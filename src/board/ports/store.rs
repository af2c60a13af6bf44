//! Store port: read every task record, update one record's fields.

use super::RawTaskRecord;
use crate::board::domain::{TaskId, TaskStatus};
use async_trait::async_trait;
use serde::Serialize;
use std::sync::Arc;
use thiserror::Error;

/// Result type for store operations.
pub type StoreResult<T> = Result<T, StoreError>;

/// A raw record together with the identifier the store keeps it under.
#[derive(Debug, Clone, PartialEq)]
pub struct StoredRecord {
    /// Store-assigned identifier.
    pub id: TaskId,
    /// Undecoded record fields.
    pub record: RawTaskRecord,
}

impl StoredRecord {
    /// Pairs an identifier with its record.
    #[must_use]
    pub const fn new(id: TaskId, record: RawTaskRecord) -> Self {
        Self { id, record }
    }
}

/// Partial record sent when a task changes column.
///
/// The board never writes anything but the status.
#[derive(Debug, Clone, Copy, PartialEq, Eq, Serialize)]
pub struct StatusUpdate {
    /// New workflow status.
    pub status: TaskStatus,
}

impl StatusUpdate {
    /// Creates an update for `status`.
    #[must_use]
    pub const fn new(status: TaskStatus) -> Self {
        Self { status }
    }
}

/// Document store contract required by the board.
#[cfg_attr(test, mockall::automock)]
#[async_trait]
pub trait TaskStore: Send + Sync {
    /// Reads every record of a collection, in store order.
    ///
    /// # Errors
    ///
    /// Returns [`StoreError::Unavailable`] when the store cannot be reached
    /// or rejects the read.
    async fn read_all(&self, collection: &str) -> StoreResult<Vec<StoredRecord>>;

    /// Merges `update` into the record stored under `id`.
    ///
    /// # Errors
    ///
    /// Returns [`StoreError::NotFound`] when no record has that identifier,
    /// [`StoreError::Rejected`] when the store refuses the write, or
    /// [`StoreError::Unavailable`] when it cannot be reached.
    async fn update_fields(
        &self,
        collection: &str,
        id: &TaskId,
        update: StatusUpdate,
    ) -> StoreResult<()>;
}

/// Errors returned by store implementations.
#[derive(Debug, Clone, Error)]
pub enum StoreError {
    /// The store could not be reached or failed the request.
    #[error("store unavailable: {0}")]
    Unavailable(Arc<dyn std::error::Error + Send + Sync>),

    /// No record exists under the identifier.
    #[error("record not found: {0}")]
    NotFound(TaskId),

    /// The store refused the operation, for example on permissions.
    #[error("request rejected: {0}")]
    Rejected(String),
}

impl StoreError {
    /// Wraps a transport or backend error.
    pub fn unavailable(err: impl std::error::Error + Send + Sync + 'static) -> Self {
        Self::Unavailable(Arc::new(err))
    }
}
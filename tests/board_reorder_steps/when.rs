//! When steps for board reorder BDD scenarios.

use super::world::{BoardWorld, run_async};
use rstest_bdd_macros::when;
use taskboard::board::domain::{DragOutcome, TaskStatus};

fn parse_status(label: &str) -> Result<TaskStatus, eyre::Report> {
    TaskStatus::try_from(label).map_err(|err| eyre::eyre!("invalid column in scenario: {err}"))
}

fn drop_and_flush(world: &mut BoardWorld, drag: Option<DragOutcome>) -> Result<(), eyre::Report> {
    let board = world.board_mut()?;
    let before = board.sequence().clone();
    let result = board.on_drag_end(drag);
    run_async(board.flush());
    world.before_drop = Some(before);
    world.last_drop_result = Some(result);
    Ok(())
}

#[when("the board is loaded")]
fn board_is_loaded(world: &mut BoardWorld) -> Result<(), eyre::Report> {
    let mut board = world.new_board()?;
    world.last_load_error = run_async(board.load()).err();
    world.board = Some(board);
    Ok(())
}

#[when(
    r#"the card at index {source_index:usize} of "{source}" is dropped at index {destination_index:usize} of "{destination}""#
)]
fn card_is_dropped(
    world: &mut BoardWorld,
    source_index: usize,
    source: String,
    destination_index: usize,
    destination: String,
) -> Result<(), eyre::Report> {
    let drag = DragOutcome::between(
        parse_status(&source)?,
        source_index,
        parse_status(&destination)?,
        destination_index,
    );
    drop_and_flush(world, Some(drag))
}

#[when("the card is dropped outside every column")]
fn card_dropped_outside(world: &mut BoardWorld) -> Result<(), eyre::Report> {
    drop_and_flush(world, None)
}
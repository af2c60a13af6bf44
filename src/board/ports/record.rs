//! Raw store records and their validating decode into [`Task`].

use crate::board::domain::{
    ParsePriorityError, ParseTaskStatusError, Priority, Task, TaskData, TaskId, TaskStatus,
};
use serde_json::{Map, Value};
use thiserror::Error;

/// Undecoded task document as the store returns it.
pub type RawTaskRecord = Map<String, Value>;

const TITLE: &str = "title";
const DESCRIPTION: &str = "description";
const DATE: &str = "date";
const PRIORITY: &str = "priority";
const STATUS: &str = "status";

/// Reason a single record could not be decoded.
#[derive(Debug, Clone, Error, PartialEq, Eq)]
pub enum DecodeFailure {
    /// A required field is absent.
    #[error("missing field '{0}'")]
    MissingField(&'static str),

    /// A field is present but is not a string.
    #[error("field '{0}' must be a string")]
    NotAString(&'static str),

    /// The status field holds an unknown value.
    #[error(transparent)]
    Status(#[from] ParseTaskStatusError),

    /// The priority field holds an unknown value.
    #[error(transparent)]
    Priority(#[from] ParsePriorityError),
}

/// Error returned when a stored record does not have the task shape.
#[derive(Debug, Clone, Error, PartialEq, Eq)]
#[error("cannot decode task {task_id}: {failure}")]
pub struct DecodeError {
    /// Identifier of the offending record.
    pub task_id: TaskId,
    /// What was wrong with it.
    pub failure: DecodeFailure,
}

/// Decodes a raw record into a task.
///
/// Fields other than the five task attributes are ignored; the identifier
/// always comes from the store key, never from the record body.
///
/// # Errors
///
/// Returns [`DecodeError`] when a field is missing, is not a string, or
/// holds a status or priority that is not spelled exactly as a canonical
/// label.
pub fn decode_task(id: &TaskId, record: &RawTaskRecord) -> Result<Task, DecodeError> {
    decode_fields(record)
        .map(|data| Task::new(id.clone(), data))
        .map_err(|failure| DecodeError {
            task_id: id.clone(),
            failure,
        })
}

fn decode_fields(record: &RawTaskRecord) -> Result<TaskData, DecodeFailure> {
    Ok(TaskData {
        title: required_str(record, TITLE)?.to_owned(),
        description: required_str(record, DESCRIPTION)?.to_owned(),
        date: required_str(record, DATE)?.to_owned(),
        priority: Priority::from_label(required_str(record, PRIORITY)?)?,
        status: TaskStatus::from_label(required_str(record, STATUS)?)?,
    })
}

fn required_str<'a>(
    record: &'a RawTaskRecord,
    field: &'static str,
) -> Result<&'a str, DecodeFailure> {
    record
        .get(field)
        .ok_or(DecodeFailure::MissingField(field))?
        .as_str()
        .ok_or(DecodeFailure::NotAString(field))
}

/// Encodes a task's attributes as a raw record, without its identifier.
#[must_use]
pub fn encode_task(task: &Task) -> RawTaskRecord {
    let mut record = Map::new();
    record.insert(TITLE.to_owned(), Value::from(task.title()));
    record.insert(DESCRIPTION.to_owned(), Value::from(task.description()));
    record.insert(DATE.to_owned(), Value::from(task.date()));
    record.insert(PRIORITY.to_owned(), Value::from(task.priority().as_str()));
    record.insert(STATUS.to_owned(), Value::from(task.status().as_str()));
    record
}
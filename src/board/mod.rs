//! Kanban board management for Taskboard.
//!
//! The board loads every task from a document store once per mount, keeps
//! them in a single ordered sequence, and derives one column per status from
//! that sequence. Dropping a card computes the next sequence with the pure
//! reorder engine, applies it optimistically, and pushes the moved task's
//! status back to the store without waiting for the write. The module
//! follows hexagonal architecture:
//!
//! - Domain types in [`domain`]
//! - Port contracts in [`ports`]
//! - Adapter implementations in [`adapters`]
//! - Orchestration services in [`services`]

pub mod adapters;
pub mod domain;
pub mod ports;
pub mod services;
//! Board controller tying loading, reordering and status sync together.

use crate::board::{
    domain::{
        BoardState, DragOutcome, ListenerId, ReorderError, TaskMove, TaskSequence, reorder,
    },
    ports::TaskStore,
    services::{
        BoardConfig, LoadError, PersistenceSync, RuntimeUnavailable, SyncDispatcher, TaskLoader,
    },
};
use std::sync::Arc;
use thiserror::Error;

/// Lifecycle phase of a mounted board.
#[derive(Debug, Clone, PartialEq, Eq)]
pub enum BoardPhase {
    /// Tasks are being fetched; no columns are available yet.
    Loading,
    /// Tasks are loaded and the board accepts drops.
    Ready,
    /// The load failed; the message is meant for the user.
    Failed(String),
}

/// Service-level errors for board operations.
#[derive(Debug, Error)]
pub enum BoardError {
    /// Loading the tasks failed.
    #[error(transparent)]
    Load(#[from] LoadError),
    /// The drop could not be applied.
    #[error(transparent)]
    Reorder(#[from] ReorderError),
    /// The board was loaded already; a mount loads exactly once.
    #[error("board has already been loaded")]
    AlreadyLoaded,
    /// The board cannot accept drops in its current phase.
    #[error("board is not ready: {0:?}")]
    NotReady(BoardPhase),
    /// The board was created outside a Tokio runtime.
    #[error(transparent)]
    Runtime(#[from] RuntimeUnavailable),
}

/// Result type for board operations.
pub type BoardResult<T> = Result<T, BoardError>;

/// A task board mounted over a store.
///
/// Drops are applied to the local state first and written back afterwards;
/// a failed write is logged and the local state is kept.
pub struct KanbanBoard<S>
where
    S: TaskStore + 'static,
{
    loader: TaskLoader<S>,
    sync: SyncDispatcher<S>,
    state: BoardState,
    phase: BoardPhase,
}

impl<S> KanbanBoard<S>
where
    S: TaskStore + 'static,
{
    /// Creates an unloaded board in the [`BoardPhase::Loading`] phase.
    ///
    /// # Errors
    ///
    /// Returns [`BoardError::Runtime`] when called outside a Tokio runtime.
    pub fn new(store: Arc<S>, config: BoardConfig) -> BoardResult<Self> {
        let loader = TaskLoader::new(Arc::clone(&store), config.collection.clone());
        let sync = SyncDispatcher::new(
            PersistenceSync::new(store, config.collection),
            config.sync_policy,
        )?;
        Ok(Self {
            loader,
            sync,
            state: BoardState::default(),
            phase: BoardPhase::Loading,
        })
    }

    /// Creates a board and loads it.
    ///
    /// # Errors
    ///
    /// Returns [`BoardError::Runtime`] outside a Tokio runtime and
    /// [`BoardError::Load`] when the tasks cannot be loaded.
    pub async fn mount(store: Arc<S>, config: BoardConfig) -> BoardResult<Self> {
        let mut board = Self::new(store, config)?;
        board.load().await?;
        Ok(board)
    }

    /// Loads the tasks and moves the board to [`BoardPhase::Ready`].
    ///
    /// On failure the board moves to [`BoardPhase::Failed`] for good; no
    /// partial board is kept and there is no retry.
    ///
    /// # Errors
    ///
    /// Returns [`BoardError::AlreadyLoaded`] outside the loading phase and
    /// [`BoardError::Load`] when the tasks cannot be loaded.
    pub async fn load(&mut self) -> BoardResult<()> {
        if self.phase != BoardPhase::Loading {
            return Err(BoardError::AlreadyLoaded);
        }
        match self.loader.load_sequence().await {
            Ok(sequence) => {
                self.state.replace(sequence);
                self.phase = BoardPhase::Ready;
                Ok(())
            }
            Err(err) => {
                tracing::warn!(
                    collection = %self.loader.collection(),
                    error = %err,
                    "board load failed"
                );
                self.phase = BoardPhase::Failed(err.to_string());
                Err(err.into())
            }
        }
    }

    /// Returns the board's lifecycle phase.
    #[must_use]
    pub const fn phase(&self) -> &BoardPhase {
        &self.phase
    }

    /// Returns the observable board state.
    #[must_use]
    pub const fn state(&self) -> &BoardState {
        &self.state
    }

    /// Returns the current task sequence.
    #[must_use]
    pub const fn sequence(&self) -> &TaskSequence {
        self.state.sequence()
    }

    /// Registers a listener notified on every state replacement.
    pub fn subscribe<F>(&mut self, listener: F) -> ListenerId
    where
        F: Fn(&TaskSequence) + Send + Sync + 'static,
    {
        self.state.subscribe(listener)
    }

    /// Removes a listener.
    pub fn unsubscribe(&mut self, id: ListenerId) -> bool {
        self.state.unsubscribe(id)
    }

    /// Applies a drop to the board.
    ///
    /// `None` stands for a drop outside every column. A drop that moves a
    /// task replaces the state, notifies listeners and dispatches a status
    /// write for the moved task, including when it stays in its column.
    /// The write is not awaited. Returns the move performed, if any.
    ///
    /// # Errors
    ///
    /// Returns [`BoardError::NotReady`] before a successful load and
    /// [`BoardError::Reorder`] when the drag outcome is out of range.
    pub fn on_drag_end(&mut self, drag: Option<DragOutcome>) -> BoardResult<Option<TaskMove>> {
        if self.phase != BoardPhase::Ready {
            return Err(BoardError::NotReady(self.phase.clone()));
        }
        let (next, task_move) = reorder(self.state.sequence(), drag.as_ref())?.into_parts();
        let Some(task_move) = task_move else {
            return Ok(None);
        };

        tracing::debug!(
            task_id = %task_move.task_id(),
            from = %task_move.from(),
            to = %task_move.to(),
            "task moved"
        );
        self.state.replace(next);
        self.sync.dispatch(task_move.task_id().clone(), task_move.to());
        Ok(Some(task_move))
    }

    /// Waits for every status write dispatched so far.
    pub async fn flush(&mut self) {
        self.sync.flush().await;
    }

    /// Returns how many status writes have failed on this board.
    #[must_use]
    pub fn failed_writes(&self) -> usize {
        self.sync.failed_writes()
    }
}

==

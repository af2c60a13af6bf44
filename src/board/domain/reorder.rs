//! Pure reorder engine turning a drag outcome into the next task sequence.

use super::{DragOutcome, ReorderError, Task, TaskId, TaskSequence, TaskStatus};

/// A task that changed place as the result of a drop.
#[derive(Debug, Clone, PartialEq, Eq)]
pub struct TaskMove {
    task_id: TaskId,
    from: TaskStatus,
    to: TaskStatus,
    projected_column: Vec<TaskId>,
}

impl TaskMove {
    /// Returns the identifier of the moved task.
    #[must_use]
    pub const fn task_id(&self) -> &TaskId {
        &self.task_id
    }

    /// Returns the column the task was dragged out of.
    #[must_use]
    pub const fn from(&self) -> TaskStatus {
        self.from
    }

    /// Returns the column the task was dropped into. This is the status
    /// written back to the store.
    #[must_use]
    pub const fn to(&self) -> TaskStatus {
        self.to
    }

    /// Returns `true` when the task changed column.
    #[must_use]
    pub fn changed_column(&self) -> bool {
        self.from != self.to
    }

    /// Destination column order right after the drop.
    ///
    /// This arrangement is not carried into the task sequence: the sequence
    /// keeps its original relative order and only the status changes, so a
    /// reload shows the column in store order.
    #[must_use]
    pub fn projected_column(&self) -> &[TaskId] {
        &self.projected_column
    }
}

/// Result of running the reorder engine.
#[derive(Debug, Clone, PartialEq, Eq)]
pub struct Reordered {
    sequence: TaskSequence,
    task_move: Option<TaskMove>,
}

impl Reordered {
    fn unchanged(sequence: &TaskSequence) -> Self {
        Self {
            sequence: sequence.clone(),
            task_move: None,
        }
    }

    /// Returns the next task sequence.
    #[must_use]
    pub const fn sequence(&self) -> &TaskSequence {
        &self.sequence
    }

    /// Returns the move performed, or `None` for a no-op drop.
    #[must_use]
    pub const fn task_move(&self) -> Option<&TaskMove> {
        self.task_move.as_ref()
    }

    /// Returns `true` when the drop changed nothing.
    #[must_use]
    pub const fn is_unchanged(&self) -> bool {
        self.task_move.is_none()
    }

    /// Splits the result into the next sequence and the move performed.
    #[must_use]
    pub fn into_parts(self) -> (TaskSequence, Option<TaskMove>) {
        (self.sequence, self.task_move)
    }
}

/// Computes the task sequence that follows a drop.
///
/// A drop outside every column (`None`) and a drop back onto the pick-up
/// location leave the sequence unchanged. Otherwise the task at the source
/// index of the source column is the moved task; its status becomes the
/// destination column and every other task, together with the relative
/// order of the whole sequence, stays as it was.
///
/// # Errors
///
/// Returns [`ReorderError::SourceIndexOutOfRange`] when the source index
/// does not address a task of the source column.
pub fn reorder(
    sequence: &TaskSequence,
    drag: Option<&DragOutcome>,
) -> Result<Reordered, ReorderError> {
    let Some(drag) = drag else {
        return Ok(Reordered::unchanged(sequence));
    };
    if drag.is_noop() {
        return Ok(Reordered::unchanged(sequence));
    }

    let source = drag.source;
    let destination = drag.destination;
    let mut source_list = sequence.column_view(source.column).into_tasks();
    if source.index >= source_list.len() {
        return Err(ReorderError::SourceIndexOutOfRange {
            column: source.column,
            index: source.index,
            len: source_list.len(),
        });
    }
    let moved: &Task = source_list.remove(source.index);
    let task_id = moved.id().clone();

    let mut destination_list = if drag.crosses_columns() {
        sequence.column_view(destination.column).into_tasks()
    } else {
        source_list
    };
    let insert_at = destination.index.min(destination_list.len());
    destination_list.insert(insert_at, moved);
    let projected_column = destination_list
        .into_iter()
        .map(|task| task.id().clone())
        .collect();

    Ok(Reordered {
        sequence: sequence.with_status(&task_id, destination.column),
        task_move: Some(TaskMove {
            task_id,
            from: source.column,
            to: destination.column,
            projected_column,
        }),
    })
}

## TASK GOAL
Using the listing above, tally how many lines include the word "implementations". Write only the number.

## RESULT FOR THIS TASK
2